3 septembre 1939. La Seconde Guerre mondiale éclate après l'invasion de la Pologne par le régime hitlérien. Si la France déclare la guerre au IIIe Reich, après avoir longtemps tergiversé, les habitants n'en perçoivent pas tout de suite toutes les conséquences dramatiques.
L'exode à Limoges
A Sotteville-lès-Rouen (Seine-Maritime), la vie suit son cours pour José Mizrahi, un Juif habitant rue du Cours, avec son frère et ses parents. Mais très vite, le conflit s'immisce dans leur quotidien. Cela commence à l'automne 1939, avec l'exode. "Tout le monde partait à pied ou à bicyclette, le long des routes, se rappelle celui qui avait alors quatre ans. Nous sommes allés jusqu'à Limoges". Avant, finalement, de faire marche arrière et de revenir chez eux, en Normandie. Pour la famille Mizrahi, le calvaire commence, comme pour de nombreuses familles, dans une Normandie occupée par les armées du Reich.
Le père déporté en 1941, la mère en 1943
Août 1941. À la descente du train, son père, Raphaël, est fait prisonnier lors d'une rafle à la gare Saint-Lazare (Paris). Déporté au Vel d'Hiv, il sera ensuite envoyé à Drancy (Seine-Saint-Denis) puis à Auschwitz (Pologne), où il mourra. "Ma mère nous a expliqué que notre papa avait été arrêté à Paris, sans nous donner trop de précisions", se rappelle José Mizrahi.
Janvier 1943. En pleine nuit, M. et Mme Vain, les propriétaires de l'immeuble où logent la mère Corinne Mizrahi et ses fils, entendent du bruit. Ils regardent dehors: c'est la police française. Eux savent qu'ils viennent chercher leurs locataires juifs. Et pour cause: d'autres ont été arrêtés quelques minutes auparavant.
Ils prennent les choses en main. Toquent à la porte de leurs voisins: "Ils viennent pour vous.
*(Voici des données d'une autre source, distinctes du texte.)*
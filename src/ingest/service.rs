//! Ingestion service coordinating upload, polling, and result normalization.

use crate::{
    config::Config,
    groundx::{GroundXService, JobStatus},
    ingest::{
        clock::{PollClock, TokioClock},
        normalize::normalize_xray,
        types::{
            AnalysisResult, GroundXHealthSnapshot, IngestError, IngestOutcome, ProcessingJob,
            SupportedFileType, current_timestamp_rfc3339,
        },
    },
};
use async_trait::async_trait;
use std::sync::Arc;
use std::time::Duration;

/// Drives the document ingestion state machine: upload, poll-until-ready,
/// and X-Ray normalization.
///
/// The service owns the GroundX transport and the resolved bucket so every
/// surface shares one client. Construct it once near process start and share it
/// through an `Arc`.
pub struct IngestService {
    pub(crate) groundx: GroundXService,
    pub(crate) bucket_id: u64,
    pub(crate) config: Arc<Config>,
    pub(crate) clock: Box<dyn PollClock>,
}

/// Abstraction over the ingestion pipeline used by the HTTP surface.
#[async_trait]
pub trait IngestApi: Send + Sync {
    /// Run the full pipeline for one document, reusing an existing bucket entry
    /// when the file name is already known.
    async fn process_document(
        &self,
        file_name: &str,
        bytes: Vec<u8>,
    ) -> Result<IngestOutcome, IngestError>;

    /// Probe GroundX reachability for diagnostics.
    async fn health(&self) -> GroundXHealthSnapshot;
}

impl IngestService {
    /// Build a new ingestion service, resolving the configured bucket up front.
    pub async fn new(config: Arc<Config>) -> Result<Self, IngestError> {
        let groundx = GroundXService::new(&config)?;
        let bucket_id = groundx.ensure_bucket(&config.bucket_name).await?;
        tracing::info!(bucket_id, bucket = %config.bucket_name, "Ingest bucket ready");

        Ok(Self {
            groundx,
            bucket_id,
            config,
            clock: Box::new(TokioClock),
        })
    }

    /// Upload a document into the resolved bucket.
    ///
    /// The file extension is validated against the allowed set before any
    /// network call is issued; unsupported files never reach the vendor.
    pub async fn submit(
        &self,
        file_name: &str,
        bytes: Vec<u8>,
    ) -> Result<ProcessingJob, IngestError> {
        let file_type = SupportedFileType::from_file_name(file_name).ok_or_else(|| {
            IngestError::UnsupportedFileType {
                file_name: file_name.to_string(),
            }
        })?;

        let receipt = self
            .groundx
            .upload_document(self.bucket_id, file_name, file_type.mime_type(), bytes)
            .await
            .map_err(IngestError::Upload)?;

        Ok(ProcessingJob {
            process_id: receipt.process_id,
            bucket_id: self.bucket_id,
            source_filename: file_name.to_string(),
            status: receipt.status,
            submitted_at: current_timestamp_rfc3339(),
        })
    }

    /// Poll a job until it reaches a terminal state, then fetch and normalize
    /// the X-Ray payload.
    ///
    /// Polling is stateless with respect to wall clock: a timeout leaves the
    /// remote job running, and calling this again with the same job resumes
    /// cleanly. Each attempt waits `poll_interval` between status queries and
    /// the loop gives up once `max_wait` has elapsed without a terminal state.
    pub async fn await_completion(
        &self,
        job: &ProcessingJob,
        poll_interval: Duration,
        max_wait: Duration,
    ) -> Result<AnalysisResult, IngestError> {
        let started = self.clock.now();

        loop {
            let update = self.groundx.ingest_status(&job.process_id).await?;
            match update.status {
                JobStatus::Complete => {
                    let document =
                        update
                            .document
                            .ok_or_else(|| IngestError::MissingDocument {
                                process_id: job.process_id.clone(),
                            })?;
                    tracing::info!(
                        process_id = %job.process_id,
                        document_id = %document.document_id,
                        "Processing complete; fetching X-Ray payload"
                    );
                    let payload = self.groundx.fetch_xray(&document.xray_url).await?;
                    return Ok(normalize_xray(payload));
                }
                JobStatus::Failed => {
                    let detail = update
                        .detail
                        .unwrap_or_else(|| "no detail provided".to_string());
                    tracing::warn!(process_id = %job.process_id, detail, "Remote processing failed");
                    return Err(IngestError::Processing {
                        process_id: job.process_id.clone(),
                        detail,
                    });
                }
                JobStatus::Queued | JobStatus::Processing => {
                    let waited = self.clock.now().duration_since(started);
                    if waited >= max_wait {
                        tracing::warn!(
                            process_id = %job.process_id,
                            waited_secs = waited.as_secs(),
                            "Gave up polling; remote job left running"
                        );
                        return Err(IngestError::Timeout {
                            process_id: job.process_id.clone(),
                            waited,
                        });
                    }
                    tracing::debug!(
                        process_id = %job.process_id,
                        status = ?update.status,
                        "Job still in flight"
                    );
                    self.clock.sleep(poll_interval).await;
                }
            }
        }
    }

    /// Run the full pipeline for one document.
    ///
    /// When the bucket already holds a document with the same file name, its
    /// existing X-Ray payload is fetched instead of re-uploading.
    pub async fn process_document(
        &self,
        file_name: &str,
        bytes: Vec<u8>,
    ) -> Result<IngestOutcome, IngestError> {
        if SupportedFileType::from_file_name(file_name).is_none() {
            return Err(IngestError::UnsupportedFileType {
                file_name: file_name.to_string(),
            });
        }

        if let Some(existing) = self.groundx.lookup_document(self.bucket_id, file_name).await? {
            tracing::info!(
                file_name,
                document_id = %existing.document_id,
                "File already in bucket; reusing existing analysis"
            );
            let payload = self.groundx.fetch_xray(&existing.xray_url).await?;
            return Ok(IngestOutcome {
                analysis: normalize_xray(payload),
                reused: true,
            });
        }

        let job = self.submit(file_name, bytes).await?;
        let analysis = self
            .await_completion(&job, self.config.poll_interval, self.config.max_wait)
            .await?;
        Ok(IngestOutcome {
            analysis,
            reused: false,
        })
    }

    /// Probe GroundX to surface a lightweight health snapshot.
    pub async fn health(&self) -> GroundXHealthSnapshot {
        match self.groundx.ensure_bucket(&self.config.bucket_name).await {
            Ok(bucket_id) => GroundXHealthSnapshot {
                reachable: true,
                bucket_id,
                error: None,
            },
            Err(error) => {
                tracing::warn!(error = %error, "GroundX health probe failed");
                GroundXHealthSnapshot {
                    reachable: false,
                    bucket_id: self.bucket_id,
                    error: Some(error.to_string()),
                }
            }
        }
    }
}

#[async_trait]
impl IngestApi for IngestService {
    async fn process_document(
        &self,
        file_name: &str,
        bytes: Vec<u8>,
    ) -> Result<IngestOutcome, IngestError> {
        IngestService::process_document(self, file_name, bytes).await
    }

    async fn health(&self) -> GroundXHealthSnapshot {
        IngestService::health(self).await
    }
}

#[cfg(test)]
mod tests {
    use super::*;
    use crate::groundx::GroundXService;
    use httpmock::{Method::GET, MockServer};
    use reqwest::Client;
    use serde_json::json;
    use std::sync::Mutex;
    use std::time::Instant;

    /// Simulated clock: every sleep advances virtual time, no real delay.
    struct ManualClock {
        base: Instant,
        offset: Mutex<Duration>,
    }

    impl ManualClock {
        fn new() -> Self {
            Self {
                base: Instant::now(),
                offset: Mutex::new(Duration::ZERO),
            }
        }
    }

    #[async_trait]
    impl PollClock for ManualClock {
        fn now(&self) -> Instant {
            self.base + *self.offset.lock().expect("clock lock")
        }

        async fn sleep(&self, duration: Duration) {
            *self.offset.lock().expect("clock lock") += duration;
        }
    }

    fn test_config(base_url: &str) -> Arc<Config> {
        Arc::new(Config {
            groundx_api_key: "gx-test".into(),
            openrouter_api_key: "or-test".into(),
            groundx_base_url: base_url.to_string(),
            openrouter_base_url: "http://127.0.0.1:1/".into(),
            bucket_name: "xraydesk".into(),
            chat_model: "openai/gpt-4o-mini".into(),
            poll_interval: Duration::from_secs(3),
            max_wait: Duration::from_secs(60),
            context_max_tokens: 1500,
            completion_max_tokens: 300,
            server_port: None,
        })
    }

    fn test_service(server: &MockServer) -> IngestService {
        let config = test_config(&server.base_url());
        IngestService {
            groundx: GroundXService {
                client: Client::builder()
                    .user_agent("xraydesk-test")
                    .build()
                    .expect("client"),
                base_url: server.base_url(),
                api_key: config.groundx_api_key.clone(),
            },
            bucket_id: 12,
            config,
            clock: Box::new(ManualClock::new()),
        }
    }

    fn job(process_id: &str) -> ProcessingJob {
        ProcessingJob {
            process_id: process_id.to_string(),
            bucket_id: 12,
            source_filename: "electricity.pdf".into(),
            status: JobStatus::Queued,
            submitted_at: "2025-01-01T00:00:00Z".into(),
        }
    }

    #[tokio::test]
    async fn unsupported_extension_fails_without_network_call() {
        let server = MockServer::start_async().await;
        let upload = server
            .mock_async(|when, then| {
                when.path_contains("/");
                then.status(500);
            })
            .await;

        let service = test_service(&server);
        let error = service
            .submit("malware.exe", b"MZ".to_vec())
            .await
            .expect_err("rejected");

        assert!(matches!(
            error,
            IngestError::UnsupportedFileType { ref file_name } if file_name == "malware.exe"
        ));
        upload.assert_hits(0);
    }

    #[tokio::test]
    async fn stuck_job_times_out_with_original_process_id() {
        let server = MockServer::start_async().await;
        server
            .mock_async(|when, then| {
                when.method(GET).path("/ingest/proc-stuck");
                then.status(200).json_body(json!({
                    "ingest": { "processId": "proc-stuck", "status": "training" }
                }));
            })
            .await;

        let service = test_service(&server);
        let error = service
            .await_completion(
                &job("proc-stuck"),
                Duration::from_secs(3),
                Duration::from_secs(60),
            )
            .await
            .expect_err("timeout");

        match error {
            IngestError::Timeout { process_id, waited } => {
                assert_eq!(process_id, "proc-stuck");
                assert!(waited >= Duration::from_secs(60));
            }
            other => panic!("unexpected error: {other}"),
        }
    }

    #[tokio::test]
    async fn failed_job_carries_remote_detail() {
        let server = MockServer::start_async().await;
        server
            .mock_async(|when, then| {
                when.method(GET).path("/ingest/proc-bad");
                then.status(200).json_body(json!({
                    "ingest": {
                        "processId": "proc-bad",
                        "status": "error",
                        "statusMessage": "corrupt page tree"
                    }
                }));
            })
            .await;

        let service = test_service(&server);
        let error = service
            .await_completion(
                &job("proc-bad"),
                Duration::from_secs(3),
                Duration::from_secs(60),
            )
            .await
            .expect_err("processing failure");

        match error {
            IngestError::Processing { process_id, detail } => {
                assert_eq!(process_id, "proc-bad");
                assert_eq!(detail, "corrupt page tree");
            }
            other => panic!("unexpected error: {other}"),
        }
    }

    #[tokio::test]
    async fn completed_job_yields_normalized_analysis() {
        let server = MockServer::start_async().await;
        let xray_url = format!("{}/xray/doc-9", server.base_url());
        server
            .mock_async(|when, then| {
                when.method(GET).path("/ingest/proc-ok");
                then.status(200).json_body(json!({
                    "ingest": {
                        "processId": "proc-ok",
                        "status": "complete",
                        "progress": {
                            "complete": {
                                "documents": [{
                                    "documentId": "doc-9",
                                    "fileName": "electricity.pdf",
                                    "xrayUrl": xray_url
                                }]
                            }
                        }
                    }
                }));
            })
            .await;
        server
            .mock_async(|when, then| {
                when.method(GET).path("/xray/doc-9");
                then.status(200).json_body(json!({
                    "fileSummary": "An electricity bill.",
                    "fileKeywords": "electricity,billing"
                }));
            })
            .await;

        let service = test_service(&server);
        let analysis = service
            .await_completion(
                &job("proc-ok"),
                Duration::from_secs(3),
                Duration::from_secs(60),
            )
            .await
            .expect("analysis");

        assert_eq!(analysis.file_summary, "An electricity bill.");
        assert_eq!(analysis.keywords, vec!["electricity", "billing"]);
    }
}
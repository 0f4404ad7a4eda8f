//! Core data types and error definitions for the ingestion pipeline.

use crate::groundx::{GroundXError, JobStatus};
use serde::Serialize;
use serde_json::Value;
use std::time::Duration;
use thiserror::Error;
use time::OffsetDateTime;

/// Errors emitted by the document ingestion pipeline.
#[derive(Debug, Error)]
pub enum IngestError {
    /// File extension is outside the allowed set; rejected before any network call.
    #[error("Unsupported file type for '{file_name}' (allowed: pdf, png, jpg, jpeg, docx)")]
    UnsupportedFileType {
        /// Name of the rejected file.
        file_name: String,
    },
    /// Upload request failed in transit or was rejected by GroundX.
    #[error("Upload failed: {0}")]
    Upload(#[source] GroundXError),
    /// Remote parsing reached the `failed` state.
    #[error("Processing failed for job {process_id}: {detail}")]
    Processing {
        /// Identifier of the failed ingest job.
        process_id: String,
        /// Diagnostic detail reported by GroundX.
        detail: String,
    },
    /// Polling exceeded the configured wait budget before a terminal state.
    ///
    /// The remote job is left running; polling the same `process_id` again later
    /// is valid and may still observe completion.
    #[error("Processing did not finish within {}s for job {process_id}", waited.as_secs())]
    Timeout {
        /// Identifier of the still-running ingest job.
        process_id: String,
        /// Wall-clock time spent polling before giving up.
        waited: Duration,
    },
    /// Completed job carried no document reference to fetch results from.
    #[error("Completed job {process_id} reported no document")]
    MissingDocument {
        /// Identifier of the inconsistent ingest job.
        process_id: String,
    },
    /// Status or result fetch failed at the HTTP layer.
    #[error("GroundX request failed: {0}")]
    Api(#[from] GroundXError),
}

/// File types accepted for upload, matching what the X-Ray pipeline can parse.
#[derive(Debug, Clone, Copy, PartialEq, Eq)]
pub enum SupportedFileType {
    /// PDF document.
    Pdf,
    /// PNG image.
    Png,
    /// JPEG image (`.jpg` or `.jpeg`).
    Jpeg,
    /// Word document.
    Docx,
}

impl SupportedFileType {
    /// Classify a file by its extension, case-insensitively.
    pub fn from_file_name(file_name: &str) -> Option<Self> {
        let extension = file_name.rsplit_once('.').map(|(_, ext)| ext)?;
        match extension.to_ascii_lowercase().as_str() {
            "pdf" => Some(Self::Pdf),
            "png" => Some(Self::Png),
            "jpg" | "jpeg" => Some(Self::Jpeg),
            "docx" => Some(Self::Docx),
            _ => None,
        }
    }

    /// MIME type submitted alongside the upload.
    pub fn mime_type(self) -> &'static str {
        match self {
            Self::Pdf => "application/pdf",
            Self::Png => "image/png",
            Self::Jpeg => "image/jpeg",
            Self::Docx => {
                "application/vnd.openxmlformats-officedocument.wordprocessingml.document"
            }
        }
    }
}

/// An ingest job submitted to GroundX, mutated only by poll responses.
#[derive(Debug, Clone)]
pub struct ProcessingJob {
    /// Opaque job identifier assigned by GroundX.
    pub process_id: String,
    /// Bucket the document was uploaded into.
    pub bucket_id: u64,
    /// File name the document was submitted under.
    pub source_filename: String,
    /// Last observed remote state.
    pub status: JobStatus,
    /// RFC3339 timestamp recorded at submission.
    pub submitted_at: String,
}

/// Normalized X-Ray analysis for a completed document.
///
/// Produced exactly once when a job reaches `complete` and immutable afterwards.
/// Absent vendor fields map to empty strings or empty sequences, never to a
/// missing-field fault.
#[derive(Debug, Clone, Default, Serialize)]
pub struct AnalysisResult {
    /// Narrative passages gathered from the document chunks.
    pub narrative_summary: String,
    /// Vendor-produced summary of the whole file.
    pub file_summary: String,
    /// Suggested text gathered from the document chunks.
    pub suggested_text: String,
    /// Raw extracted text gathered from the document chunks.
    pub extracted_text: String,
    /// Keywords in the order the vendor reported them.
    pub keywords: Vec<String>,
    /// Detected file type, e.g. `pdf`.
    pub file_type: String,
    /// Detected document language.
    pub language: String,
    /// Number of parsed pages.
    pub page_count: usize,
    /// Untouched vendor payload for raw display.
    pub raw_payload: Value,
}

/// Result of processing one document through the pipeline.
#[derive(Debug, Clone)]
pub struct IngestOutcome {
    /// Normalized analysis for the document.
    pub analysis: AnalysisResult,
    /// Whether an existing document in the bucket was reused instead of re-uploading.
    pub reused: bool,
}

/// Reachability snapshot for the GroundX API.
#[derive(Debug, Clone)]
pub struct GroundXHealthSnapshot {
    /// Indicates whether the GroundX endpoint responded successfully.
    pub reachable: bool,
    /// Resolved bucket identifier documents are ingested into.
    pub bucket_id: u64,
    /// Optional diagnostic string captured when GroundX is unreachable.
    pub error: Option<String>,
}

/// Current timestamp formatted for job records and chat turns.
pub(crate) fn current_timestamp_rfc3339() -> String {
    OffsetDateTime::now_utc()
        .format(&time::format_description::well_known::Rfc3339)
        .unwrap_or_else(|_| "1970-01-01T00:00:00Z".to_string())
}
#![deny(missing_docs)]

//! Core library for the xraydesk document analysis server.

/// HTTP routing and REST handlers.
pub mod api;
/// Chat context assembly and the OpenRouter completion client.
pub mod chat;
/// Environment-driven configuration management.
pub mod config;
/// GroundX document parsing service integration.
pub mod groundx;
/// Document ingestion pipeline: upload, poll, and result shaping.
pub mod ingest;
/// Structured logging and tracing setup.
pub mod logging;
/// Per-document session state.
pub mod session;
//! Per-document session state: the active analysis and its chat transcript.

use crate::chat::{ChatTurn, Role};
use crate::ingest::AnalysisResult;

/// State owned by one document session.
///
/// A session exists only once an analysis does, so holding a session is proof
/// that chat questions are allowed. A new upload replaces the session wholesale
/// and discards the previous transcript.
#[derive(Debug, Clone)]
pub struct DocumentSession {
    /// File name the analyzed document was uploaded under.
    pub file_name: String,
    /// Immutable analysis produced when the ingest job completed.
    pub analysis: AnalysisResult,
    /// Whether the analysis was reused from an existing bucket document.
    pub reused: bool,
    transcript: Vec<ChatTurn>,
}

impl DocumentSession {
    /// Start a session for a freshly analyzed document.
    pub fn new(file_name: impl Into<String>, analysis: AnalysisResult, reused: bool) -> Self {
        Self {
            file_name: file_name.into(),
            analysis,
            reused,
            transcript: Vec::new(),
        }
    }

    /// Append a completed question/answer exchange to the transcript.
    ///
    /// Called only after the completion succeeded; failed completions leave the
    /// transcript untouched.
    pub fn record_exchange(&mut self, question: &str, answer: &str) {
        self.transcript.push(ChatTurn::new(Role::User, question));
        self.transcript.push(ChatTurn::new(Role::Assistant, answer));
    }

    /// Ordered chat transcript for this session.
    pub fn transcript(&self) -> &[ChatTurn] {
        &self.transcript
    }
}
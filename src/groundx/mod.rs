//! GroundX document parsing service integration.

pub mod client;
pub mod types;

pub use client::GroundXService;
pub use types::{DocumentRef, GroundXError, IngestReceipt, IngestUpdate, JobStatus};
use std::path::Path;

use vitrine::environment::{label_from_path, EnvironmentAsset};

fn write_gradient_hdr(path: &Path, width: u32, height: u32) {
    use image::codecs::hdr::HdrEncoder;
    let mut pixels = Vec::with_capacity((width * height) as usize);
    for y in 0..height {
        for x in 0..width {
            let u = x as f32 / (width - 1) as f32;
            let v = y as f32 / (height - 1) as f32;
            pixels.push(image::Rgb([4.0 * (1.0 - v), u, 0.5]));
        }
    }
    let file = std::fs::File::create(path).expect("create hdr");
    HdrEncoder::new(std::io::BufWriter::new(file))
        .encode(&pixels, width as usize, height as usize)
        .expect("encode hdr");
}

#[test]
fn hdr_roundtrip_preserves_radiance() {
    let dir = tempfile::tempdir().expect("temp dir");
    let path = dir.path().join("gradient.hdr");
    write_gradient_hdr(&path, 32, 16);

    let asset = EnvironmentAsset::decode(&path).expect("decode hdr");
    assert_eq!(asset.label, "gradient");
    assert_eq!(asset.source.as_deref(), Some(path.as_path()));
    let base = asset.base();
    assert_eq!((base.width, base.height), (32, 16));

    // HDR values above 1.0 must survive (top row stores 4.0 red).
    let top_left = base.pixels[0];
    assert!(top_left.x > 3.5, "expected bright top row, got {top_left:?}");
    // RGBE carries ~1% mantissa error at this magnitude.
    assert!((top_left.z - 0.5).abs() < 0.02);
}

#[test]
fn mip_chain_halves_until_floor() {
    let dir = tempfile::tempdir().expect("temp dir");
    let path = dir.path().join("chain.hdr");
    write_gradient_hdr(&path, 64, 32);

    let asset = EnvironmentAsset::decode(&path).expect("decode hdr");
    assert!(asset.mip_count() > 2);
    for pair in asset.levels.windows(2) {
        assert_eq!(pair[1].width, (pair[0].width / 2).max(1));
        assert_eq!(pair[1].height, (pair[0].height / 2).max(1));
    }
    let last = asset.levels.last().expect("levels");
    assert!(last.width >= 1 && last.height >= 1);
}

#[test]
fn bundled_studio_environment_decodes() {
    let asset = EnvironmentAsset::decode("assets/environments/studio.hdr").expect("bundled hdr");
    assert_eq!(asset.label, "studio");
    let base = asset.base();
    assert_eq!((base.width, base.height), (128, 64));
    // The overhead softbox is brighter than the floor.
    let zenith = base.pixels[(base.width / 2) as usize];
    let nadir = base.pixels[((base.height - 1) * base.width + base.width / 2) as usize];
    assert!(zenith.x > nadir.x);
}

#[test]
fn labels_come_from_file_stems() {
    assert_eq!(label_from_path(Path::new("a/b/env.hdr")), "env");
    assert_eq!(label_from_path(Path::new("royal_esplanade_1k.hdr")), "royal_esplanade_1k");
    assert_eq!(label_from_path(Path::new("dir.with.dots/scene.take2.hdr")), "scene.take2");
}

#[test]
fn missing_file_is_an_error_not_a_panic() {
    assert!(EnvironmentAsset::decode("definitely/not/here.hdr").is_err());
}
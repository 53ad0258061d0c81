use crate::config::ViewerConfigOverrides;
use anyhow::{anyhow, bail, Context, Result};
use std::env;

#[derive(Debug, Clone, PartialEq, Eq, Default)]
pub struct CliOverrides {
    width: Option<u32>,
    height: Option<u32>,
    vsync: Option<bool>,
    model: Option<String>,
    environment: Option<String>,
}

impl CliOverrides {
    pub fn parse_from_env() -> Result<Self> {
        Self::parse(env::args())
    }

    pub fn parse<I, S>(args: I) -> Result<Self>
    where
        I: IntoIterator<Item = S>,
        S: AsRef<str>,
    {
        let mut overrides = CliOverrides::default();
        let mut iter = args.into_iter();
        let _ = iter.next(); // skip program name if present
        while let Some(raw_flag) = iter.next() {
            let flag = raw_flag.as_ref();
            if !flag.starts_with("--") {
                bail!("Unexpected argument '{flag}'. Use --width/--height/--vsync/--model/--environment with values.");
            }
            let key = &flag[2..];
            let value =
                iter.next().ok_or_else(|| anyhow!("Expected a value after '{flag}'"))?.as_ref().to_string();
            match key {
                "width" => {
                    overrides.width =
                        Some(value.parse::<u32>().with_context(|| format!("Invalid width '{value}'"))?);
                }
                "height" => {
                    overrides.height =
                        Some(value.parse::<u32>().with_context(|| format!("Invalid height '{value}'"))?);
                }
                "vsync" => {
                    overrides.vsync = Some(parse_bool_flag("vsync", &value)?);
                }
                "model" => {
                    overrides.model = Some(value);
                }
                "environment" => {
                    overrides.environment = Some(value);
                }
                _ => bail!(
                    "Unknown flag '{flag}'. Supported flags: --width, --height, --vsync, --model, --environment."
                ),
            }
        }
        Ok(overrides)
    }

    pub fn into_config_overrides(self) -> ViewerConfigOverrides {
        ViewerConfigOverrides {
            width: self.width,
            height: self.height,
            vsync: self.vsync,
            model: self.model,
            environment: self.environment,
        }
    }
}

fn parse_bool_flag(flag: &str, value: &str) -> Result<bool> {
    match value.to_ascii_lowercase().as_str() {
        "1" | "true" | "on" | "yes" => Ok(true),
        "0" | "false" | "off" | "no" => Ok(false),
        other => bail!("Invalid {flag} value '{other}'. Use on/off or true/false."),
    }
}

#[cfg(test)]
mod tests {
    use super::*;

    #[test]
    fn parses_window_flags_and_asset_paths() {
        let args =
            ["vitrine", "--width", "1600", "--height", "900", "--vsync", "off", "--model", "lamp.glb"];
        let overrides = CliOverrides::parse(args).expect("parse overrides");
        assert_eq!(overrides.width, Some(1600));
        assert_eq!(overrides.height, Some(900));
        assert_eq!(overrides.vsync, Some(false));
        assert_eq!(overrides.model.as_deref(), Some("lamp.glb"));
        assert_eq!(overrides.environment, None);
    }

    #[test]
    fn latest_flag_wins() {
        let args = ["vitrine", "--environment", "a.hdr", "--environment", "b.hdr"];
        let overrides = CliOverrides::parse(args).expect("parse overrides");
        assert_eq!(overrides.environment.as_deref(), Some("b.hdr"));
    }

    #[test]
    fn missing_value_errors() {
        let err = CliOverrides::parse(["vitrine", "--model"]).unwrap_err();
        assert!(err.to_string().contains("Expected a value"), "error should mention missing value");
    }

    #[test]
    fn rejects_unknown_flags() {
        let err = CliOverrides::parse(["vitrine", "--fov", "90"]).unwrap_err();
        assert!(err.to_string().contains("Unknown flag"), "unknown flags should error");
    }
}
On prend vos enfants", disent-ils à la mère. "Ils nous ont portés dans leur appartement alors que nous dormions. Le matin, je me souviens m'être réveillé et n'avoir rien connu autour de moi. Et ma mère n'était plus là". Elle non plus, il ne la reverra jamais. Elle décédera, comme son mari avant elle, à Auschwitz, dans le camp de la mort.
Une nouvelle vie
Une nouvelle vie commence pour les deux jeunes frères. "Nous n'avions rien, même plus de vêtements. Mme Vain a cousu tous nos habits", se rappelle José. Avant d'être embarquée par la police collaboratrice, leur mère a pu glisser un mot aux sauveurs de ses enfants: "Qu'ils fassent leurs prières". Problème: comment faire faire ses prières à deux enfants juifs quand on est soi-même catholique? "Alors on a récité les prières catholiques, agenouillés sur une chaise", évacue José Mizrahi.
"Mizrahi est un pote!"
Le désormais octogénaire se souvient de la bienveillance: de ses sauveurs, que l'on n'appelle pas encore Justes, des voisins, des copains de classe, de l'instituteur. "Quand ma mère est partie, nous portions encore l'étoile jaune, rembobine José Mizrahi. L'instituteur de l'école Renan, M. Sanier, a demandé à M. et Mme Vain de nous l'enlever". Le même directeur avertit ses camarades de classe: José et Isaac doivent être traités de la même façon que les autres. L'un d'eux prend la parole: "Les Boches sont des cons! Mizrahi est un pote! Je casse la gueule à ceux qui l'emmerderont, lui et son p'tit frère. Vu, les mecs?"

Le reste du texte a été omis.